Guantanamo Bay and Human Rights. The Legal Status of Guantanamo Bay Detainees


Essay, 2018

13 Pages, Grade: 78


Excerpt

Contents

The Event

Reports of Violations of Human Rights

Domestic Human Rights Laws in Place

International Human Rights and Laws in Place

International Response

U.S Response

Conclusion and Recommendations

References

Abstract

This case study will evaluate the alleged human rights violations of the naval base Guantanamo Bay in Cuba. The event will firstly be discussed, followed by an examination of both domestic and international human rights laws in place. The response from the U.S and the international response will be evaluated, focusing on the complications and intricacies of enforcing these laws to the U.S. This case study will evaluate the international development of human rights and why they are in place.

The Event

On September 11th, 2001, the terrorist organisation, Al Qaeda flew two planes into the Twin Towers, killing 3000 Americans. President George W Bush called this a violation of national peace and security and lead the administration to begin ‘the global war on terror’ (Goedde, 2014).

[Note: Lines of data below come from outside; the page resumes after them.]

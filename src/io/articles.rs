use chrono::NaiveDate;
use reqwest::Client;
use tracing::debug;

use super::error::{decode_json, ensure_success, ClientError};
use crate::config::join_url;
use crate::models::{format_date, ArticleBatch, SourceCatalogue};

/// Client for the article store API
#[derive(Debug, Clone)]
pub struct ArticleApiClient {
    client: Client,
    base_url: String,
}

impl ArticleApiClient {
    pub fn new(client: Client, base_url: impl Into<String>) -> Self {
        Self {
            client,
            base_url: base_url.into(),
        }
    }

    /// List the sources known to the store
    pub async fn list_sources(&self) -> Result<Vec<String>, ClientError> {
        let url = join_url(&self.base_url, "newspapers");
        let response = self
            .client
            .get(&url)
            .send()
            .await
            .map_err(|e| ClientError::transport(&url, e))?;
        let response = ensure_success(&url, response).await?;
        let catalogue: SourceCatalogue = decode_json(&url, response).await?;
        Ok(catalogue.sources)
    }

    /// Fetch the articles a source stored on `date` between the given times
    pub async fn fetch_articles(
        &self,
        source: &str,
        date: NaiveDate,
        start_hour: u32,
        start_minute: u32,
        end_hour: u32,
        end_minute: u32,
    ) -> Result<ArticleBatch, ClientError> {
        let url = join_url(&self.base_url, &format!("news/{}", source));
        let date = format_date(date);
        debug!(source, %date, start_hour, end_hour, "fetching articles");

        let response = self
            .client
            .get(&url)
            .query(&[
                ("date", date),
                ("shour", start_hour.to_string()),
                ("sminute", format!("{:02}", start_minute)),
                ("ehour", end_hour.to_string()),
                ("eminute", format!("{:02}", end_minute)),
            ])
            .send()
            .await
            .map_err(|e| ClientError::transport(&url, e))?;
        let response = ensure_success(&url, response).await?;
        decode_json(&url, response).await
    }

    /// Number of items a source stored over a whole day
    pub async fn count_items(&self, source: &str, date: NaiveDate) -> Result<usize, ClientError> {
        let batch = self.fetch_articles(source, date, 0, 0, 23, 0).await?;
        Ok(batch.total())
    }
}

#[cfg(test)]
mod tests {
    use super::*;
    use wiremock::matchers::{method, path, query_param};
    use wiremock::{Mock, MockServer, ResponseTemplate};

    #[tokio::test]
    async fn test_list_sources() {
        let server = MockServer::start().await;
        Mock::given(method("GET"))
            .and(path("/newspapers"))
            .respond_with(
                ResponseTemplate::new(200)
                    .set_body_json(serde_json::json!({"newspapers": ["ABC", "El_Pais"]})),
            )
            .mount(&server)
            .await;

        let client = ArticleApiClient::new(Client::new(), server.uri());
        let sources = client.list_sources().await.unwrap();

        assert_eq!(sources, vec!["ABC", "El_Pais"]);
    }

    #[tokio::test]
    async fn test_fetch_articles_sends_window_params() {
        let server = MockServer::start().await;
        Mock::given(method("GET"))
            .and(path("/news/ABC"))
            .and(query_param("date", "05-11-2025"))
            .and(query_param("shour", "0"))
            .and(query_param("sminute", "00"))
            .and(query_param("ehour", "23"))
            .and(query_param("eminute", "00"))
            .respond_with(ResponseTemplate::new(200).set_body_json(serde_json::json!({
                "total_items": 1,
                "items": [{"_id": "n1", "headline": "H", "description": "D"}]
            })))
            .expect(1)
            .mount(&server)
            .await;

        let client = ArticleApiClient::new(Client::new(), server.uri());
        let date = NaiveDate::from_ymd_opt(2025, 11, 5).unwrap();
        let batch = client.fetch_articles("ABC", date, 0, 0, 23, 0).await.unwrap();

        assert_eq!(batch.items.len(), 1);
        assert_eq!(batch.items[0].id, "n1");
    }

    #[tokio::test]
    async fn test_fetch_articles_http_error() {
        let server = MockServer::start().await;
        Mock::given(method("GET"))
            .respond_with(ResponseTemplate::new(500).set_body_string("boom"))
            .mount(&server)
            .await;

        let client = ArticleApiClient::new(Client::new(), server.uri());
        let date = NaiveDate::from_ymd_opt(2025, 11, 5).unwrap();
        let err = client
            .fetch_articles("ABC", date, 0, 0, 23, 0)
            .await
            .unwrap_err();

        match err {
            ClientError::Status { status, body, .. } => {
                assert_eq!(status.as_u16(), 500);
                assert_eq!(body, "boom");
            }
            other => panic!("unexpected error: {other}"),
        }
    }

    #[tokio::test]
    async fn test_count_items_uses_reported_total() {
        let server = MockServer::start().await;
        Mock::given(method("GET"))
            .and(path("/news/ABC"))
            .respond_with(
                ResponseTemplate::new(200)
                    .set_body_json(serde_json::json!({"total_items": 42, "items": []})),
            )
            .mount(&server)
            .await;

        let client = ArticleApiClient::new(Client::new(), server.uri());
        let date = NaiveDate::from_ymd_opt(2025, 9, 26).unwrap();
        assert_eq!(client.count_items("ABC", date).await.unwrap(), 42);
    }
}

Anti- terrorist legislation worldwide was rushed through, including The Terrorism Act 2000 and the Anti-Terrorist Crime and Security Act 2001. Both legislations cause concerns for Human Rights, as the rights of those labelled under this definition seem to be diminished. They allow governments to detain individuals without charge and with no criminal standard of detainment (Webber, 2016). The Bush admin responded rapidly with force, stating all terrorist groups would be destroyed using any means necessary. Firstly, bombing Afghanistan to locate Al Qaeda and the later invading Iraq, suggesting that Iraq were concealing weapons of mass destruction (Goedde, 2014). In November 2001, President Bush issued a military order calling for all non-US nationals suspected of involvement in international terrorism to be captured and held indefinitely without trial (Hancock, 2007). A bounty was offered to the citizens of Afghanistan, the public were paid to provide information as to who was a suspected terrorist, a process known as extraordinary rendition (Lauren, 2013). Under this foreign policy initiative, also referred to as the Bush Doctrine, the US government began capturing suspects from Afghanistan without any evidence or trial and started moving them to a naval detention centre in Cuba, Guantanamo Bay, in defiance of international laws (Geodde, 2014).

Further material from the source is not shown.